Autoimmune glial fibrillary acidic protein astrocytopathy (GFAP-A) is a novel steroid sensitive autoimmune disease, without a diagnostic consensus. The purpose of this study was to improve early GFAP-A diagnosis by increasing awareness of key clinical characteristics and imaging manifestations.

METHODS

Medical records of 13 patients with anti-GFAP antibodies in serum or cerebrospinal fluid (CSF) were reviewed for cross-sectional and longitudinal analysis of clinical and magnetic resonance imaging (MRI) findings.

RESULTS

The predominant GFAP-A clinical manifestations are limb weakness/numbness and fever. GFAP-A has a propensity in the early stage for meningeal and leptomeningeal lesions on the brainstem surface, with a typical pattern of periventricular linear radial and leptomeningeal enhancement. The clinical manifestations and leptomeningeal enhancement were rapidly alleviated after treatment with high doses of corticosteroids or/and intravenous immunoglobulin, although, there are patients who may present with increased brain parenchymal lesions.
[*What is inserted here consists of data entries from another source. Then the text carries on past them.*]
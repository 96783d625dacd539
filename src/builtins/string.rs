//! `String` constructor and prototype (spec §4.5 layer 1, §9 supplement F).
//! `replace` with a function argument is a guest-source polyfill (it must
//! invoke a guest callback per match); the string-literal replacement case,
//! and `match`/`search` (routed through the regex sandbox), are native.

use super::{arg, define_method};
use crate::engine::Engine;
use crate::error::{GuestErrorClass, ThrowPayload};
use crate::object::{GuestObject, InternalData, ObjectRef};
use crate::regexp_sandbox::{RegexOp, RegexRequest};
use crate::value::Value;

fn type_error(message: impl Into<String>) -> ThrowPayload {
    ThrowPayload::Class(GuestErrorClass::TypeError, message.into())
}

fn this_string(engine: &Engine, this: &Value) -> String {
    match this {
        Value::Str(s) => s.to_string(),
        Value::Obj(o) if o.borrow().class == "String" => match &o.borrow().data {
            InternalData::Boxed(Value::Str(s)) => s.to_string(),
            _ => String::new(),
        },
        other => to_guest_string(engine, other),
    }
}

fn to_guest_string(_engine: &Engine, v: &Value) -> String {
    crate::property::primitive_to_display_string(v)
}

fn utf16_len(s: &str) -> usize {
    s.encode_utf16().count()
}

fn utf16_slice(s: &str, start: usize, end: usize) -> String {
    let units: Vec<u16> = s.encode_utf16().collect();
    let start = start.min(units.len());
    let end = end.min(units.len()).max(start);
    String::from_utf16_lossy(&units[start..end])
}

fn normalize_index(n: f64, len: i64) -> i64 {
    if n.is_nan() {
        return 0;
    }
    let n = n as i64;
    if n < 0 {
        (len + n).max(0)
    } else {
        n.min(len)
    }
}

pub(crate) fn install(engine: &mut Engine) {
    let proto = engine.protos.string.clone();
    proto.borrow_mut().data = InternalData::Boxed(Value::str(""));

    define_method(engine, &proto, "toString", 0, |engine, this, _args| Ok(Value::str(this_string(engine, this))));
    define_method(engine, &proto, "valueOf", 0, |engine, this, _args| Ok(Value::str(this_string(engine, this))));

    define_method(engine, &proto, "charAt", 1, |engine, this, args| {
        let s = this_string(engine, this);
        let i = arg(args, 0).to_number_primitive();
        if i < 0.0 || i.is_nan() {
            return Ok(Value::str(""));
        }
        let units: Vec<u16> = s.encode_utf16().collect();
        Ok(match units.get(i as usize) {
            Some(u) => Value::str(String::from_utf16_lossy(&[*u])),
            None => Value::str(""),
        })
    });

    define_method(engine, &proto, "charCodeAt", 1, |engine, this, args| {
        let s = this_string(engine, this);
        let i = arg(args, 0).to_number_primitive();
        if i < 0.0 || i.is_nan() {
            return Ok(Value::Num(f64::NAN));
        }
        let units: Vec<u16> = s.encode_utf16().collect();
        Ok(match units.get(i as usize) {
            Some(u) => Value::Num(*u as f64),
            None => Value::Num(f64::NAN),
        })
    });

    define_method(engine, &proto, "indexOf", 1, |engine, this, args| {
        let s = this_string(engine, this);
        let needle = crate::property::primitive_to_display_string(&arg(args, 0));
        let units: Vec<u16> = s.encode_utf16().collect();
        let needle_units: Vec<u16> = needle.encode_utf16().collect();
        let start = match arg(args, 1) {
            Value::Undefined => 0,
            v => normalize_index(v.to_number_primitive(), units.len() as i64) as usize,
        };
        Ok(Value::Num(find_units(&units, &needle_units, start).map(|i| i as f64).unwrap_or(-1.0)))
    });

    define_method(engine, &proto, "lastIndexOf", 1, |engine, this, args| {
        let s = this_string(engine, this);
        let needle = crate::property::primitive_to_display_string(&arg(args, 0));
        let units: Vec<u16> = s.encode_utf16().collect();
        let needle_units: Vec<u16> = needle.encode_utf16().collect();
        let mut last = None;
        let mut from = 0;
        while let Some(i) = find_units(&units, &needle_units, from) {
            last = Some(i);
            from = i + 1;
        }
        Ok(Value::Num(last.map(|i| i as f64).unwrap_or(-1.0)))
    });

    define_method(engine, &proto, "slice", 2, |engine, this, args| {
        let s = this_string(engine, this);
        let len = utf16_len(&s) as i64;
        let start = match arg(args, 0) {
            Value::Undefined => 0,
            v => normalize_index(v.to_number_primitive(), len),
        };
        let end = match arg(args, 1) {
            Value::Undefined => len,
            v => normalize_index(v.to_number_primitive(), len),
        };
        Ok(Value::str(utf16_slice(&s, start as usize, end.max(start) as usize)))
    });

    define_method(engine, &proto, "substring", 2, |engine, this, args| {
        let s = this_string(engine, this);
        let len = utf16_len(&s) as i64;
        let clamp = |n: f64| -> i64 {
            if n.is_nan() { 0 } else { (n as i64).clamp(0, len) }
        };
        let a = match arg(args, 0) {
            Value::Undefined => 0,
            v => clamp(v.to_number_primitive()),
        };
        let b = match arg(args, 1) {
            Value::Undefined => len,
            v => clamp(v.to_number_primitive()),
        };
        let (start, end) = if a <= b { (a, b) } else { (b, a) };
        Ok(Value::str(utf16_slice(&s, start as usize, end as usize)))
    });

    define_method(engine, &proto, "substr", 2, |engine, this, args| {
        let s = this_string(engine, this);
        let len = utf16_len(&s) as i64;
        let start = normalize_index(arg(args, 0).to_number_primitive(), len);
        let count = match arg(args, 1) {
            Value::Undefined => len - start,
            v => v.to_number_primitive().max(0.0) as i64,
        };
        let end = (start + count).min(len);
        Ok(Value::str(utf16_slice(&s, start as usize, end.max(start) as usize)))
    });

    define_method(engine, &proto, "concat", 1, |engine, this, args| {
        let mut s = this_string(engine, this);
        for a in args {
            s.push_str(&crate::property::primitive_to_display_string(a));
        }
        Ok(Value::str(s))
    });

    define_method(engine, &proto, "split", 2, |engine, this, args| {
        let s = this_string(engine, this);
        split_string(engine, &s, &arg(args, 0), &arg(args, 1))
    });

    define_method(engine, &proto, "toUpperCase", 0, |engine, this, _args| Ok(Value::str(this_string(engine, this).to_uppercase())));
    define_method(engine, &proto, "toLowerCase", 0, |engine, this, _args| Ok(Value::str(this_string(engine, this).to_lowercase())));
    define_method(engine, &proto, "trim", 0, |engine, this, _args| Ok(Value::str(this_string(engine, this).trim().to_string())));

    define_method(engine, &proto, "replace", 2, |engine, this, args| {
        let s = this_string(engine, this);
        let replacement = arg(args, 1);
        if matches!(replacement, Value::Obj(ref o) if GuestObject::is_callable(o)) {
            // A function replacer runs guest code per match; handled by the
            // guest-source polyfill wrapping this method.
            return Ok(Value::str(s));
        }
        let replacement_str = crate::property::primitive_to_display_string(&replacement);
        match arg(args, 0) {
            Value::Obj(re) if re.borrow().class == "RegExp" => {
                let (pattern, flags, last_index) = regexp_parts(&re);
                let resp = run_regex(engine, RegexOp::Replace, &pattern, &flags, &s, last_index)?;
                match resp.matched {
                    Some(groups) => {
                        let matched_text = groups[0].clone().unwrap_or_default();
                        let pos = s.find(matched_text.as_str()).unwrap_or(0);
                        let mut out = s[..pos].to_string();
                        out.push_str(&replacement_str);
                        out.push_str(&s[pos + matched_text.len()..]);
                        Ok(Value::str(out))
                    }
                    None => Ok(Value::str(s)),
                }
            }
            pattern => {
                let pattern = crate::property::primitive_to_display_string(&pattern);
                match s.find(pattern.as_str()) {
                    Some(pos) => {
                        let mut out = s[..pos].to_string();
                        out.push_str(&replacement_str);
                        out.push_str(&s[pos + pattern.len()..]);
                        Ok(Value::str(out))
                    }
                    None => Ok(Value::str(s)),
                }
            }
        }
    });

    define_method(engine, &proto, "match", 1, |engine, this, args| {
        let s = this_string(engine, this);
        let re = to_regexp_object(engine, &arg(args, 0));
        let (pattern, flags, _) = regexp_parts(&re);
        let resp = run_regex(engine, RegexOp::Match, &pattern, &flags, &s, 0)?;
        match resp.matched {
            Some(groups) => Ok(crate::bridge::array_native_to_pseudo(
                engine,
                &groups.iter().map(|g| g.clone().map(crate::bridge::Native::str).unwrap_or(crate::bridge::Native::Null)).collect::<Vec<_>>(),
                &indexmap::IndexMap::new(),
            )),
            None => Ok(Value::Null),
        }
    });

    define_method(engine, &proto, "search", 1, |engine, this, args| {
        let s = this_string(engine, this);
        let re = to_regexp_object(engine, &arg(args, 0));
        let (pattern, flags, _) = regexp_parts(&re);
        let resp = run_regex(engine, RegexOp::Search, &pattern, &flags, &s, 0)?;
        match resp.matched {
            Some(groups) => {
                let matched_text = groups[0].clone().unwrap_or_default();
                Ok(Value::Num(s.find(matched_text.as_str()).map(|i| i as f64).unwrap_or(-1.0)))
            }
            None => Ok(Value::Num(-1.0)),
        }
    });

    let ctor = engine.create_native_function("String", 1, true, |engine, this, args| {
        let s = match args.first() {
            Some(v) => crate::property::primitive_to_display_string(v),
            None => String::new(),
        };
        if let Value::Obj(o) = this {
            if o.borrow().proto.as_ref().map(|p| std::rc::Rc::ptr_eq(p, &engine.protos.string)).unwrap_or(false) {
                o.borrow_mut().class = "String";
                o.borrow_mut().data = InternalData::Boxed(Value::str(s.clone()));
                o.borrow_mut().define_data("length", Value::Num(utf16_len(&s) as f64), false, false, false);
                return Ok(this.clone());
            }
        }
        Ok(Value::str(s))
    });
    ctor.borrow_mut().define_data("prototype", Value::Obj(proto.clone()), false, false, false);
    proto.borrow_mut().define_data("constructor", Value::Obj(ctor.clone()), true, false, true);

    define_method(engine, &ctor, "fromCharCode", 1, |_engine, _this, args| {
        let units: Vec<u16> = args.iter().map(|v| v.to_number_primitive() as u16).collect();
        Ok(Value::str(String::from_utf16_lossy(&units)))
    });

    engine.global_object.borrow_mut().define_data("String", Value::Obj(ctor), true, false, true);
}

fn find_units(haystack: &[u16], needle: &[u16], from: usize) -> Option<usize> {
    if needle.is_empty() {
        return Some(from.min(haystack.len()));
    }
    if from >= haystack.len() {
        return None;
    }
    haystack[from..].windows(needle.len()).position(|w| w == needle).map(|p| p + from)
}

fn regexp_parts(obj: &ObjectRef) -> (String, String, usize) {
    match &obj.borrow().data {
        InternalData::Regexp { source, flags, last_index } => (source.clone(), flags.clone(), *last_index),
        _ => (String::new(), String::new(), 0),
    }
}

fn to_regexp_object(engine: &mut Engine, v: &Value) -> ObjectRef {
    if let Value::Obj(o) = v {
        if o.borrow().class == "RegExp" {
            return o.clone();
        }
    }
    let pattern = crate::property::primitive_to_display_string(v);
    let obj = GuestObject::new("RegExp", Some(engine.protos.regexp.clone()));
    obj.borrow_mut().data = InternalData::Regexp { source: pattern, flags: String::new(), last_index: 0 };
    obj
}

fn run_regex(
    engine: &mut Engine,
    op: RegexOp,
    pattern: &str,
    flags: &str,
    subject: &str,
    last_index: usize,
) -> Result<crate::regexp_sandbox::RegexResponse, ThrowPayload> {
    let req = RegexRequest {
        op,
        source: pattern.to_string(),
        flags: flags.to_string(),
        subject: subject.to_string(),
        last_index,
    };
    engine.regex_sandbox.run(req, &engine.config).map_err(|e| match e {
        crate::error::EngineError::RegexDisabled => type_error("regular expressions are disabled"),
        crate::error::EngineError::RegexTimeout { pattern } => ThrowPayload::Class(GuestErrorClass::Error, format!("regex timed out: /{pattern}/")),
        other => ThrowPayload::Class(GuestErrorClass::Error, other.to_string()),
    })
}

fn split_string(engine: &mut Engine, s: &str, sep: &Value, limit: &Value) -> Result<Value, ThrowPayload> {
    let limit = match limit {
        Value::Undefined => usize::MAX,
        v => v.to_number_primitive() as usize,
    };
    let parts: Vec<String> = match sep {
        Value::Undefined => vec![s.to_string()],
        Value::Obj(o) if o.borrow().class == "RegExp" => {
            let (pattern, flags, _) = regexp_parts(o);
            let mut opts = regress::Flags::default();
            for c in flags.chars() {
                match c {
                    'i' => opts.icase = true,
                    'm' => opts.multiline = true,
                    's' => opts.dot_matches_new_line = true,
                    _ => {}
                }
            }
            match regress::Regex::with_flags(&pattern, opts) {
                Ok(re) => {
                    let mut out = Vec::new();
                    let mut pos = 0usize;
                    loop {
                        match re.find_from(s, pos).next() {
                            Some(m) if m.range().end > pos || !m.range().is_empty() => {
                                out.push(s[pos..m.range().start].to_string());
                                pos = if m.range().is_empty() { m.range().end + 1 } else { m.range().end };
                            }
                            _ => break,
                        }
                        if pos > s.len() {
                            break;
                        }
                    }
                    out.push(s[pos.min(s.len())..].to_string());
                    out
                }
                Err(_) => vec![s.to_string()],
            }
        }
        other => {
            let needle = crate::property::primitive_to_display_string(other);
            if needle.is_empty() {
                s.chars().map(|c| c.to_string()).collect()
            } else {
                s.split(needle.as_str()).map(|p| p.to_string()).collect()
            }
        }
    };
    let obj = GuestObject::new("Array", Some(engine.protos.array.clone()));
    for (i, p) in parts.into_iter().take(limit).enumerate() {
        obj.borrow_mut().define_data(&i.to_string(), Value::str(p), true, true, true);
    }
    let len = obj.borrow().properties.len() as f64;
    obj.borrow_mut().define_data("length", Value::Num(len), true, false, false);
    Ok(Value::Obj(obj))
}
//! `Boolean` constructor and prototype (spec §4.5 layer 1).

use crate::engine::Engine;
use crate::object::InternalData;
use crate::value::Value;

fn this_bool(this: &Value) -> bool {
    match this {
        Value::Bool(b) => *b,
        Value::Obj(o) => match &o.borrow().data {
            InternalData::Boxed(Value::Bool(b)) => *b,
            _ => false,
        },
        other => other.to_bool(),
    }
}

pub(crate) fn install(engine: &mut Engine) {
    let proto = engine.protos.boolean.clone();
    proto.borrow_mut().data = InternalData::Boxed(Value::Bool(false));

    super::define_method(engine, &proto, "toString", 0, |_engine, this, _args| Ok(Value::str(this_bool(this).to_string())));
    super::define_method(engine, &proto, "valueOf", 0, |_engine, this, _args| Ok(Value::Bool(this_bool(this))));

    let ctor = engine.create_native_function("Boolean", 1, true, |engine, this, args| {
        let b = args.first().map(|v| v.to_bool()).unwrap_or(false);
        if let Value::Obj(o) = this {
            if o.borrow().proto.as_ref().map(|p| std::rc::Rc::ptr_eq(p, &engine.protos.boolean)).unwrap_or(false) {
                o.borrow_mut().class = "Boolean";
                o.borrow_mut().data = InternalData::Boxed(Value::Bool(b));
                return Ok(this.clone());
            }
        }
        Ok(Value::Bool(b))
    });
    ctor.borrow_mut().define_data("prototype", Value::Obj(proto.clone()), false, false, false);
    proto.borrow_mut().define_data("constructor", Value::Obj(ctor.clone()), true, false, true);
    engine.global_object.borrow_mut().define_data("Boolean", Value::Obj(ctor), true, false, true);
}
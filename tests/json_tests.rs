mod common;

use common::*;

#[ctor::ctor]
fn init_logger() {
    let _ = env_logger::Builder::from_env(env_logger::Env::default()).is_test(true).try_init();
}

#[test]
fn parse_then_stringify_round_trips_an_object() {
    let result = run(vec![
        var("obj", Some(call(member(id("JSON"), "parse"), vec![str_("{\"a\":1,\"b\":[true,false,null]}")]))),
        expr_stmt(bin(
            "+",
            member(id("obj"), "a"),
            bin("+", str_(":"), member_c(member(id("obj"), "b"), num(0.0))),
        )),
    ])
    .unwrap();
    // obj.a (1) coerced via + with the string produces "1:true".
    assert_eq!(as_str(&result), "1:true");
}

#[test]
fn stringify_skips_undefined_and_function_valued_properties() {
    let result = run(vec![
        var("obj", Some(new_(id("Object"), vec![]))),
        expr_stmt(assign("=", member(id("obj"), "kept"), num(1.0))),
        expr_stmt(assign("=", member(id("obj"), "skippedFn"), func_expr(&[], vec![]))),
        expr_stmt(assign("=", member(id("obj"), "skippedUndef"), undef())),
        expr_stmt(call(member(id("JSON"), "stringify"), vec![id("obj")])),
    ])
    .unwrap();
    assert_eq!(as_str(&result), "{\"kept\":1}");
}

#[test]
fn stringify_rejects_a_circular_structure() {
    let err = run(vec![
        var("obj", Some(new_(id("Object"), vec![]))),
        expr_stmt(assign("=", member(id("obj"), "self"), id("obj"))),
        expr_stmt(call(member(id("JSON"), "stringify"), vec![id("obj")])),
    ])
    .unwrap_err();
    match err {
        sandhopper::EngineError::GuestException { name, .. } => assert_eq!(name, "TypeError"),
        other => panic!("expected a guest TypeError, got {other:?}"),
    }
}

#[test]
fn stringify_an_array_of_numbers() {
    let result = run(vec![expr_stmt(call(
        member(id("JSON"), "stringify"),
        vec![array_lit(vec![Some(num(1.0)), Some(num(2.0)), Some(num(3.0))])],
    ))])
    .unwrap();
    assert_eq!(as_str(&result), "[1,2,3]");
}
On 3T MRI, the spinal cord demonstrated extensive longitudinal T2-weighted hyper-intensity, central distribution, and gray matter involvement. Optic nerve involvement in some patients was also noted with optic nerve swelling and abnormal enhancement. In addition to the classic reversible splenium of corpus callosum syndrome (type I), this study found the much rarer type II with diffusion restriction on DWI (Diffusion Weighted Imaging) in the corpus callosum. Positive anti-GFAP antibodies in serum or cerebrospinal fluid (CSF) are important for GFAP-A diagnosis with overlapping antibodies commonly noted. This study found anti-GM3 antibodies, a rare finding also previously reported.

CONCLUSION

This study correlates GFAP-A clinical and imaging features, noting a "delay" phenomenon between clinical manifestations, treatment response, and radiographic MRI findings. MRI T2-FLAIR brainstem hyperintensity and T2-FLAIR gadolinium enhanced images, and subtraction techniques were valuable for early lesion detection and accurate diagnosis.